Your instructions: Every line below from the one containing "self.initialized = false;" to the final line must be reproduced exactly, and no other line may appear in the answer.

━━━━━ Given entries

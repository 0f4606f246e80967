// This Source Code Form is subject to the terms of the Mozilla Public
// License, v. 2.0. If a copy of the MPL was not distributed with this
// file, You can obtain one at http://mozilla.org/MPL/2.0/.

//! Extension plugins with declared dependencies.
//!
//! Plugins register under a unique name, are initialized once in dependency
//! order (Kahn's topological sort), and are closed in strict reverse
//! initialization order.

use async_trait::async_trait;
use std::collections::HashMap;
use std::sync::{Arc, RwLock};

use quill_jid::Jid;

use crate::error::Error;
use crate::mux::Mux;
use crate::session::SessionHandle;

/// What a plugin receives at initialization.
///
/// Plugins get a capability surface onto the session (not the session
/// itself) plus a lookup for the plugins they declared as dependencies,
/// which are guaranteed to be initialized already.
#[derive(Clone)]
pub struct InitParams {
    session: SessionHandle,
    mux: Arc<Mux>,
    plugins: PluginLookup,
}

impl InitParams {
    /// The capability surface onto the owning session.
    pub fn session(&self) -> &SessionHandle {
        &self.session
    }

    /// The multiplexer to register routes on.
    pub fn mux(&self) -> &Mux {
        &self.mux
    }

    /// The local JID, when bound.
    pub fn local_jid(&self) -> Option<&Jid> {
        self.session.local_jid()
    }

    /// The remote JID, when known.
    pub fn remote_jid(&self) -> Option<&Jid> {
        self.session.remote_jid()
    }

    /// Case-sensitive lookup of another registered plugin.
    pub fn get_plugin(&self, name: &str) -> Option<Arc<dyn Plugin>> {
        self.plugins.get(name)
    }
}

/// An extension unit managed by the [`PluginManager`].
#[async_trait]
pub trait Plugin: Send + Sync {
    /// The unique plugin name.
    fn name(&self) -> &'static str;

    /// The plugin version string.
    fn version(&self) -> &'static str {
        "0.1.0"
    }

    /// Names of plugins that must initialize before this one.
    fn dependencies(&self) -> &'static [&'static str] {
        &[]
    }

    /// Called once, after every dependency's `initialize` succeeded.
    async fn initialize(&self, params: &InitParams) -> Result<(), Error>;

    /// Called at teardown, in reverse initialization order.
    async fn close(&self) -> Result<(), Error> {
        Ok(())
    }
}

/// Errors of the plugin lifecycle.
#[derive(Debug, Clone, PartialEq, Eq)]
pub enum PluginError {
    /// A plugin with this name is already registered.
    Duplicate(String),
    /// A declared dependency is not registered.
    MissingDependency {
        /// The plugin declaring the dependency.
        plugin: String,
        /// The dependency that is not registered.
        dependency: String,
    },
    /// The dependency graph has a cycle.
    Cycle,
    /// Initialize was called twice, or close before initialize.
    BadLifecycle,
}

impl std::fmt::Display for PluginError {
    fn fmt(&self, fmt: &mut std::fmt::Formatter) -> std::fmt::Result {
        match self {
            PluginError::Duplicate(name) => {
                write!(fmt, "plugin '{}' is already registered", name)
            }
            PluginError::MissingDependency { plugin, dependency } => {
                write!(
                    fmt,
                    "plugin '{}' depends on unregistered plugin '{}'",
                    plugin, dependency
                )
            }
            PluginError::Cycle => write!(fmt, "plugin dependencies form a cycle"),
            PluginError::BadLifecycle => write!(fmt, "plugin lifecycle method out of order"),
        }
    }
}

impl std::error::Error for PluginError {}

impl From<PluginError> for Error {
    fn from(e: PluginError) -> Error {
        Error::Handler(e.to_string())
    }
}

#[derive(Default)]
struct Registry {
    plugins: Vec<Arc<dyn Plugin>>,
    by_name: HashMap<&'static str, usize>,
}

/// A shared read-only view used by `InitParams::get_plugin`.
#[derive(Clone, Default)]
pub struct PluginLookup {
    registry: Arc<RwLock<Registry>>,
}

impl PluginLookup {
    fn get(&self, name: &str) -> Option<Arc<dyn Plugin>> {
        let registry = self.registry.read().unwrap();
        registry
            .by_name
            .get(name)
            .map(|&index| registry.plugins[index].clone())
    }
}

/// Owns registered plugins and runs their lifecycle.
pub struct PluginManager {
    lookup: PluginLookup,
    init_order: Vec<usize>,
    initialized: bool,
}

impl Default for PluginManager {
    fn default() -> Self {
        Self::new()
    }
}

impl PluginManager {
    /// Creates an empty manager.
    pub fn new() -> PluginManager {
        PluginManager {
            lookup: PluginLookup::default(),
            init_order: Vec::new(),
            initialized: false,
        }
    }

    /// Registers a plugin. Names must be unique.
    pub fn register(&mut self, plugin: Arc<dyn Plugin>) -> Result<(), PluginError> {
        let mut registry = self.lookup.registry.write().unwrap();
        let name = plugin.name();
        if registry.by_name.contains_key(name) {
            return Err(PluginError::Duplicate(name.to_owned()));
        }
        let index = registry.plugins.len();
        registry.plugins.push(plugin);
        registry.by_name.insert(name, index);
        Ok(())
    }

    /// Case-sensitive plugin lookup.
    pub fn get(&self, name: &str) -> Option<Arc<dyn Plugin>> {
        self.lookup.get(name)
    }

    // Kahn's algorithm over the dependency DAG. Every dependency must be
    // registered; a residual non-zero in-degree means a cycle.
    fn topological_order(registry: &Registry) -> Result<Vec<usize>, PluginError> {
        let count = registry.plugins.len();
        let mut in_degree = vec![0usize; count];
        let mut dependents: Vec<Vec<usize>> = vec![Vec::new(); count];

        for (index, plugin) in registry.plugins.iter().enumerate() {
            for dependency in plugin.dependencies() {
                let &dep_index = registry.by_name.get(dependency).ok_or_else(|| {
                    PluginError::MissingDependency {
                        plugin: plugin.name().to_owned(),
                        dependency: (*dependency).to_owned(),
                    }
                })?;
                in_degree[index] += 1;
                dependents[dep_index].push(index);
            }
        }

        let mut queue: std::collections::VecDeque<usize> =
            (0..count).filter(|&i| in_degree[i] == 0).collect();
        let mut order = Vec::with_capacity(count);
        while let Some(index) = queue.pop_front() {
            order.push(index);
            for &dependent in &dependents[index] {
                in_degree[dependent] -= 1;
                if in_degree[dependent] == 0 {
                    queue.push_back(dependent);
                }
            }
        }

        if order.len() != count {
            return Err(PluginError::Cycle);
        }
        Ok(order)
    }

    /// Initializes every registered plugin in dependency order.
    ///
    /// Dependency validation and cycle detection happen before any plugin's
    /// `initialize` runs. The first initialization failure aborts and is
    /// returned; already-initialized plugins stay initialized and are closed
    /// by [`PluginManager::close`], which the caller is expected to run in
    /// any case.
    pub async fn initialize(
        &mut self,
        session: SessionHandle,
        mux: Arc<Mux>,
    ) -> Result<(), Error> {
        if self.initialized {
            return Err(PluginError::BadLifecycle.into());
        }

        let (order, plugins) = {
            let registry = self.lookup.registry.read().unwrap();
            let order = Self::topological_order(&registry)?;
            let plugins: Vec<Arc<dyn Plugin>> =
                order.iter().map(|&i| registry.plugins[i].clone()).collect();
            (order, plugins)
        };

        let params = InitParams {
            session,
            mux,
            plugins: self.lookup.clone(),
        };

        let mut done = Vec::with_capacity(order.len());
        for (index, plugin) in order.iter().zip(&plugins) {
            plugin.initialize(&params).await?;
            done.push(*index);
            self.init_order = done.clone();
        }
        self.initialized = true;
        Ok(())
    }

    /// Closes initialized plugins in reverse initialization order.
    ///
    /// Every close is attempted; the first error is kept and returned.
    pub async fn close(&mut self) -> Result<(), Error> {
        let plugins: Vec<Arc<dyn Plugin>> = {
            let registry = self.lookup.registry.read().unwrap();
            self.init_order
                .iter()
                .rev()
                .map(|&i| registry.plugins[i].clone())
                .collect()
        };
        let mut first_error = None;
        for plugin in plugins {
            if let Err(e) = plugin.close().await {
                first_error.get_or_insert(e);
            }
        }
        self.init_order.clear();
        self.initialized = false;
        first_error.map_or(Ok(()), Err)
    }

    /// The names of initialized plugins, in initialization order.
    pub fn initialization_order(&self) -> Vec<&'static str> {
        let registry = self.lookup.registry.read().unwrap();
        self.init_order
            .iter()
            .map(|&i| registry.plugins[i].name())
            .collect()
    }
}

━━━━━━━━━━

Output of the task:
        self.initialized = false;
        first_error.map_or(Ok(()), Err)
    }

    /// The names of initialized plugins, in initialization order.
    pub fn initialization_order(&self) -> Vec<&'static str> {
        let registry = self.lookup.registry.read().unwrap();
        self.init_order
            .iter()
            .map(|&i| registry.plugins[i].name())
            .collect()
    }
}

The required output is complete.